After sightseeing in Tsumago, we had a 45-minute bus ride to our accommodation, arriving about 4pm. It was nice to have the time to organize our stuff for the last time until our final packing in Tokyo on Tuesday night. Tomorrow our large suitcases will travel to Tokyo and we’ll operate out of our backpacks and duffel bags.

ree

We have a nice room - it’s very big, with several little side rooms and the bathroom is subdivided so there is a little room with a toilet and a little room with a sunken wooded tub. JT said the tub was great, but I opted for the communal mineral hot tub soak after dinner.

We donned our yukata and went to meet the group for dinner at 6pm. Dinner was again too much food, but much of it was laid out for us, and the staff were more efficient so it wasn’t as drawn out as last night. We had Shaba Shaba again, veggies and ham that we cooked in broth in our individual hot pots.
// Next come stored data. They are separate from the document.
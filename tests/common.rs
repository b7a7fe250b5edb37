//! Common utilities for tests
#![allow(dead_code)]

use flatfs::{FileSystem, FormatOptions, MemDisk, SuperBlock};

pub const ORANGE: &str = "\x1b[38;5;214m";
pub const RESET: &str = "\x1b[0m";

/// Provides a macro for logging messages during tests.
/// e.g. log!("placeholder") -> println!("[test] placeholder");
#[macro_export]
macro_rules! log {
    ($msg:expr, $($arg:tt)*) => {
        println!("{}[test] {}{}", crate::common::ORANGE, format!($msg, $($arg)*), crate::common::RESET)
    };
}

/// Device blocks needed to hold an image formatted with `opts`.
pub fn image_blocks(opts: FormatOptions) -> u32 {
    let (blocks, inodes) = opts.geometry().unwrap();
    SuperBlock::new(blocks, inodes).image_blocks()
}

/// A freshly formatted in-memory file system.
pub fn mem_fs(opts: FormatOptions) -> FileSystem<MemDisk> {
    FileSystem::format(MemDisk::new(image_blocks(opts)), opts).unwrap()
}

pub fn pattern(len: usize) -> Vec<u8> {
    (0..len).map(|i| (i * 7 % 253) as u8).collect()
}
Most disgusting, but beautifully presented, was trout on a stick that had been roasted over charcoal. I didn’t try it. As I said earlier, I’m ready to move on from Japanese food, but we’ve got a few more days of it ahead of us.

ree

After dinner, Tam and I went down to the communal showers / bath. It was even nicer than last nights, but no sauna. There was a large indoor hot tub and it was HOT, and a medium size outdoor tub with privacy screens.


Accommodation: Hotel Keigetsu, Tsumago (Hirugami Onsen)

Activity: 6 miles hiking with 1,070’ elevation gain & 1,400’ elevation loss


Saturday 18 October 2025


 I was up before my 6am alarm, time for yoga and finishing up my packing. Breakfast was at 7:30am, same deal as yesterday, too much food and two different kinds of fish … nothing I was really interested in eating, but I think we have just two more mornings of this. I feel bad about leaving so much food uneaten.


By 8:45am we were loaded on the bus and on the road, about a forty-five minute ride to Nagiso. The route took us through heavily forested mountains, with lots of hairpin turns. It would have been a difficult trip for anyone that suffers from motion sickness, but there were none of those people in our group. In fact, except for some weird dietary requirements, it’s a pretty low maintenance group. One woman is an easy going vegetarian, but our NYC couple, not so much. She has an allergy to oily fish, so makes a big deal out of what kind of fish is in every meal and that’s tough as yesterday we had some kind of generic “fish cake” for example. He has an allergy to sulfites, and yesterday he didn’t get mushrooms on his pancake and was told that was because mushrooms can contain sulfites, and instead of graciously accepting that, he got bent out of shape. Other than that, they’re all good people, and everyone is in good shape to be doing the hiking we’re doing. Some may even be disappointed we’re not hiking more.


Today we hiked the Yogawa Route, which bypasses the traditional Nakasendo route, up to the Yogawa Nenouetoge Pass. The traditional route follows the Kiso River, which often flooded the trail, so this bypass was created.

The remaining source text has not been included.